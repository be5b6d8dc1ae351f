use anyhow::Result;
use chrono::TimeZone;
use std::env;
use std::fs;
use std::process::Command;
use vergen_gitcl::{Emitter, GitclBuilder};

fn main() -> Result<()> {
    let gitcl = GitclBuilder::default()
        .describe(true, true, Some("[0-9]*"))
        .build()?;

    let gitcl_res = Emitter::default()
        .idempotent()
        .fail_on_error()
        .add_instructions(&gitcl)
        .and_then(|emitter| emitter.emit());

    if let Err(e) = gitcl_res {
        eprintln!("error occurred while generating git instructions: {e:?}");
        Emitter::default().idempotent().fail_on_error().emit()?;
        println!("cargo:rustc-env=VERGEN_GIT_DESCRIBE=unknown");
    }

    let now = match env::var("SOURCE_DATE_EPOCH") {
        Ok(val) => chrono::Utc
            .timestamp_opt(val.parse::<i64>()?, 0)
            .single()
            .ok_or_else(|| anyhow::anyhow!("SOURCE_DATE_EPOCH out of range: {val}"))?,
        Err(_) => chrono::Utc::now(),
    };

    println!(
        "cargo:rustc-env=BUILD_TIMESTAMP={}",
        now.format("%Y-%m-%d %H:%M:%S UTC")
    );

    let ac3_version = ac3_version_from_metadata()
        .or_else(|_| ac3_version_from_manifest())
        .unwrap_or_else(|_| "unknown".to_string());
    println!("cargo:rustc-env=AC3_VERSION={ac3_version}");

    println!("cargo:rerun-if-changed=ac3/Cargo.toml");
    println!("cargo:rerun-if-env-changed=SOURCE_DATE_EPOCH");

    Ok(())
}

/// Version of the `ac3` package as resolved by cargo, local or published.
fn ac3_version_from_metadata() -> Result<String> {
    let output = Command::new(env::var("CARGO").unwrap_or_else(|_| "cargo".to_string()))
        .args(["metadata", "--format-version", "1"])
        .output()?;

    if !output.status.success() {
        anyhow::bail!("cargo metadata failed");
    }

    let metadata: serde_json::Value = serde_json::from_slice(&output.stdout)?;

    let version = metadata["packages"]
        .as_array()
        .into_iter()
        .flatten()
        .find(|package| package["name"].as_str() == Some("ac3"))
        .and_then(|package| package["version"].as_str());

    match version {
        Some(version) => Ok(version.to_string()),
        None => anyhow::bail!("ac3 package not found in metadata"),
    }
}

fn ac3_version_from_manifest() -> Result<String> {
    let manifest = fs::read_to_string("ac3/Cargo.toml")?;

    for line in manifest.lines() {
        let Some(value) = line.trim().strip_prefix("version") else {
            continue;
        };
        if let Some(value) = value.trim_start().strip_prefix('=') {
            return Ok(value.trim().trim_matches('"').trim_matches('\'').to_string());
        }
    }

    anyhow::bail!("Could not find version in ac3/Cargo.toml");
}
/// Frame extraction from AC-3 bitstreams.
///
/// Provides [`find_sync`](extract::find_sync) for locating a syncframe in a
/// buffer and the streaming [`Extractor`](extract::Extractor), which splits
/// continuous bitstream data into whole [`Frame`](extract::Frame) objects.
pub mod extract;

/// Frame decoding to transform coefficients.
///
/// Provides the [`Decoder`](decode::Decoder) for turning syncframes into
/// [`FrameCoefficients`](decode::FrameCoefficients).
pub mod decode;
■ ■ ■
Copy out each record, keeping every word as it is.

_Reply to the task_
repository be5b6d8dc1ae351f
use anyhow::Result;
use chrono::TimeZone;
use std::env;
use std::fs;
use std::process::Command;
use vergen_gitcl::{Emitter, GitclBuilder};

fn main() -> Result<()> {
    let gitcl = GitclBuilder::default()
        .describe(true, true, Some("[0-9]*"))
        .build()?;

    let gitcl_res = Emitter::default()
        .idempotent()
        .fail_on_error()
        .add_instructions(&gitcl)
        .and_then(|emitter| emitter.emit());

    if let Err(e) = gitcl_res {
        eprintln!("error occurred while generating git instructions: {e:?}");
        Emitter::default().idempotent().fail_on_error().emit()?;
        println!("cargo:rustc-env=VERGEN_GIT_DESCRIBE=unknown");
    }

    let now = match env::var("SOURCE_DATE_EPOCH") {
        Ok(val) => chrono::Utc
            .timestamp_opt(val.parse::<i64>()?, 0)
            .single()
            .ok_or_else(|| anyhow::anyhow!("SOURCE_DATE_EPOCH out of range: {val}"))?,
        Err(_) => chrono::Utc::now(),
    };

    println!(
        "cargo:rustc-env=BUILD_TIMESTAMP={}",
        now.format("%Y-%m-%d %H:%M:%S UTC")
    );

    let ac3_version = ac3_version_from_metadata()
        .or_else(|_| ac3_version_from_manifest())
        .unwrap_or_else(|_| "unknown".to_string());
    println!("cargo:rustc-env=AC3_VERSION={ac3_version}");

    println!("cargo:rerun-if-changed=ac3/Cargo.toml");
    println!("cargo:rerun-if-env-changed=SOURCE_DATE_EPOCH");

    Ok(())
}

/// Version of the `ac3` package as resolved by cargo, local or published.
fn ac3_version_from_metadata() -> Result<String> {
    let output = Command::new(env::var("CARGO").unwrap_or_else(|_| "cargo".to_string()))
        .args(["metadata", "--format-version", "1"])
        .output()?;

    if !output.status.success() {
        anyhow::bail!("cargo metadata failed");
    }

    let metadata: serde_json::Value = serde_json::from_slice(&output.stdout)?;

    let version = metadata["packages"]
        .as_array()
        .into_iter()
        .flatten()
        .find(|package| package["name"].as_str() == Some("ac3"))
        .and_then(|package| package["version"].as_str());

    match version {
        Some(version) => Ok(version.to_string()),
        None => anyhow::bail!("ac3 package not found in metadata"),
    }
}

fn ac3_version_from_manifest() -> Result<String> {
    let manifest = fs::read_to_string("ac3/Cargo.toml")?;

    for line in manifest.lines() {
        let Some(value) = line.trim().strip_prefix("version") else {
            continue;
        };
        if let Some(value) = value.trim_start().strip_prefix('=') {
            return Ok(value.trim().trim_matches('"').trim_matches('\'').to_string());
        }
    }

    anyhow::bail!("Could not find version in ac3/Cargo.toml");
}
/// Frame extraction from AC-3 bitstreams.
///
/// Provides [`find_sync`](extract::find_sync) for locating a syncframe in a
/// buffer and the streaming [`Extractor`](extract::Extractor), which splits
/// continuous bitstream data into whole [`Frame`](extract::Frame) objects.
pub mod extract;

/// Frame decoding to transform coefficients.
///
/// Provides the [`Decoder`](decode::Decoder) for turning syncframes into
/// [`FrameCoefficients`](decode::FrameCoefficients).
pub mod decode;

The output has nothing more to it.